The quest to reveal the identity of “D.B. Cooper” — the alias of the daredevil who hijacked a Northwest Orient flight from Portland, Oregon to Seattle in 1971 and parachuted out of the plane with $200,000 — has come up empty for almost 50 years.
But the mystery of the only unsolved skyjacking in U.S. history has fueled a cottage industry of authors, documentary makers and self-appointed sleuths who believe they’ve done what the FBI could not. Or at least want to make some money claiming they have.
On Thursday, a whole new theory emerged from Carl Laurin, an 84-year-old pet sitter who lives in DeLand, Florida. Laurin, his Michigan publishing firm announced at a news conference, has written a memoir detailing the confessions of a longtime friend who supposedly committed the crime: Walter R. Reca, a former military paratrooper and intelligence operative.
Laurin’s $17.95 book is entitled, “D.B. Cooper & Me: A Criminal, a Spy, My Best Friend.”
One problem: Reca, who lived in Oscoda, Michigan, died in 2014 at the age of 80. A second problem: the FBI closed its D.B. Cooper investigation in 2016. A third: Laurin and his publisher, Principia Media, never vetted their theories with the FBI. And a fourth issue: the FBI said it would reopen the case only if someone found any items related to the hijacker’s parachutes or money, neither of which Laurin could dig up.
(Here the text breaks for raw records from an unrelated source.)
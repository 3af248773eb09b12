#![forbid(unsafe_code)]

use chrono::{DateTime, SecondsFormat, Utc};
use mb_engines::policy::DAY_MS;
use mb_kernel_contracts::identity::UserIdentifier;
use mb_kernel_contracts::UnixTimeMs;
use tracing::debug;

/// Mint timestamps at or below this (2020-09-13) are not trusted as install dates.
pub const EARLIEST_PLAUSIBLE_MINT_MS: u64 = 1_600_000_000_000;
pub const ASSUMED_INSTALL_AGE_MS: u64 = 7 * DAY_MS;

#[derive(Debug, Clone, Copy, PartialEq, Eq)]
pub enum InstallDateSource {
    UrlParameter,
    ExtensionMessage,
    UserIdMintTime,
    Assumed,
}

impl InstallDateSource {
    pub const fn as_str(self) -> &'static str {
        match self {
            Self::UrlParameter => "url_parameter",
            Self::ExtensionMessage => "extension_message",
            Self::UserIdMintTime => "user_id_timestamp",
            Self::Assumed => "assumed",
        }
    }
}

#[derive(Debug, Clone, Copy, PartialEq, Eq)]
pub struct ResolvedInstallDate {
    pub at: UnixTimeMs,
    pub source: InstallDateSource,
}

impl ResolvedInstallDate {
    pub fn days_installed(&self, now: UnixTimeMs) -> u64 {
        now.elapsed_since(self.at) / DAY_MS
    }
}

/// RFC 3339 (`2024-03-01T10:00:00.000Z`), else integer epoch milliseconds.
pub fn parse_install_date(raw: &str) -> Option<UnixTimeMs> {
    let raw = raw.trim();
    let ms = match DateTime::parse_from_rfc3339(raw) {
        Ok(at) => u64::try_from(at.timestamp_millis()).ok()?,
        Err(_) => raw.parse::<u64>().ok()?,
    };
    (ms > 0).then_some(UnixTimeMs(ms))
}

/// Wire form of an install date: UTC, millisecond precision, `Z` suffix.
pub fn format_install_date(at: UnixTimeMs) -> String {
    i64::try_from(at.0)
        .ok()
        .and_then(DateTime::<Utc>::from_timestamp_millis)
        .map(|dt| dt.to_rfc3339_opts(SecondsFormat::Millis, true))
        .unwrap_or_else(|| at.0.to_string())
}

/// First usable of: the `install_date` query parameter, the date the extension reported,
/// the mint time embedded in the user id, then a week before `now`.
pub fn resolve_install_date(
    url_parameter: Option<&str>,
    extension_reported: Option<UnixTimeMs>,
    user_id: Option<&UserIdentifier>,
    now: UnixTimeMs,
) -> ResolvedInstallDate {
    let from_url = url_parameter.and_then(|raw| match parse_install_date(raw) {
        Some(at) if at.0 <= now.0 => Some(at),
        _ => {
            debug!(raw, "ignoring unusable install_date parameter");
            None
        }
    });
    let resolved = if let Some(at) = from_url {
        ResolvedInstallDate {
            at,
            source: InstallDateSource::UrlParameter,
        }
    } else if let Some(at) = extension_reported.filter(|at| at.0 > 0) {
        ResolvedInstallDate {
            at,
            source: InstallDateSource::ExtensionMessage,
        }
    } else if let Some(at) = user_id
        .and_then(|id| id.components().minted_at)
        .filter(|at| at.0 > EARLIEST_PLAUSIBLE_MINT_MS)
    {
        ResolvedInstallDate {
            at,
            source: InstallDateSource::UserIdMintTime,
        }
    } else {
        ResolvedInstallDate {
            at: now.saturating_sub_ms(ASSUMED_INSTALL_AGE_MS),
            source: InstallDateSource::Assumed,
        }
    };
    debug!(at = resolved.at.0, source = resolved.source.as_str(), "install date resolved");
    resolved
}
Vern Jones, the publisher of Principia Media, said he was skeptical about pursuing a Cooper lead and didn’t want to fall into a conspiracy theory trap. He said his group hired a Michigan state police officer who led the investigation into Jimmy Hoffa to help vet Reca’s story.
“We didn’t go looking for this. We didn’t solicit this. We were willing to overlook the story,” Jones said. “But what kept us driving was that every time we checked something that Carl gave us or that Walter had said, everything seemed to be confirmed. We didn’t run into anything that’s not true. It was the overwhelming evidence.”
Laurin, who owns a pet sitting business, was not immediately available Thursday for an interview.
Two years ago, the big name to surface as the latest Cooper suspect was Robert “Bob” W. Rackstraw, a Vietnam War veteran who lives in Southern California.
Rackstraw, now in his 70s, has always been coy with the media about whether he was Cooper but his attorney told the Post two years ago that his client was not. The FBI had long ago dismissed Rackstraw as a suspect, but a Los Angeles-based television and film producer, Tom Colbert, latched on to him and came to believe he was the bona fide skyjacker. He approached Rackstraw multiple times and urged him to sign away his life rights so Colbert could write a book or movie and that they’d share the profits. The History Channel even aired a two-part documentary chronicling Colbert’s quest, but ended the series without concluding Rackstraw was really Cooper.
Three years ago, The Daily Beast provided a good run-down of the other Cooper suspects:
• Kenneth Christiansen, a former military paratrooper who worked for Northwest Orient
• Lynn Doyle “L.D.” Cooper, a war veteran who grew up in Oregon and worked as a logger and outdoorsman
• Duane Weber, who claimed to be Cooper on his deathbed, and whose wife contacted the FBI, which at the time believed her story because he looked like Cooper
• Richard McCoy, a Vietnam War veteran who hijacked a plane in 1972, parachuting out with $500,000 only to be caught a few days later. (McCoy was convicted, but then broke out of jail and was later killed by the FBI when agents surrounded him.)
In the case of Walter Reca, the self-appointed sleuths relied heavily on his taped confessions that he gave to his good friend, Laurin, in the years preceding his death. Reca gave Laurin his story under the proviso that he could not air the evidence until after his death, to according to Jones, the publisher of Principia Media.
The two men, who both served in the military, had met back in the 1950s as skydivers, Jones said, and remained in touch over the last several decades.
From the moment Laurin learned of the hijacking in 1971, he and several of his friends instantly wondered whether it was their friend intrepid friend Reca, who they said had a penchant for breaking the law. Once, Jones said, Reca tried to rob a Big Boy restaurant.
Later, Jones said, Reca went on to work as “an intelligence operative” and traveled frequently across the globe, but was never specific about which agency. After years of cajoling and jesting about the Cooper case, Reca finally confessed to Laurin about ten years ago that he was the infamous skyjacker, Jones said.
By late 2015 — a year after Reca’s death — Laurin told his niece about his friend’s Cooper confession. The niece, Lisa McNeilley, happens to work as a contract editor for Principia Media, and she pitched the book to her employer. Soon, the company inked a deal with Laurin.
“I would be disappointed if there weren’t any skeptics,” Jones said, laughing. “I was! I thought it was crazy. But we’re open as we can be.”